** Work to complete **
Your job is to print the listing exactly.

** Data extracts **
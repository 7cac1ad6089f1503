//! Triage - 症状到诊断的调整流水线
//!
//! 核心设计原则：
//! - 分类器是黑盒，只约定输入输出维度
//! - 外部服务失败只降级，不让请求失败
//! - 模型不可变，重新训练后整体替换

pub mod core;
pub mod storage;
//! Core模块 - 包含所有核心业务逻辑

pub mod error;
pub mod models;
pub mod normalize;
pub mod synonym;
pub mod features;
pub mod oracle;
pub mod priors;
pub mod severity;
pub mod advice;
pub mod trainer;
pub mod pipeline;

** Solution below **
repository 7cac1ad6089f1503
//! Triage - 症状到诊断的调整流水线
//!
//! 核心设计原则：
//! - 分类器是黑盒，只约定输入输出维度
//! - 外部服务失败只降级，不让请求失败
//! - 模型不可变，重新训练后整体替换

pub mod core;
pub mod storage;
//! Core模块 - 包含所有核心业务逻辑

pub mod error;
pub mod models;
pub mod normalize;
pub mod synonym;
pub mod features;
pub mod oracle;
pub mod priors;
pub mod severity;
pub mod advice;
pub mod trainer;
pub mod pipeline;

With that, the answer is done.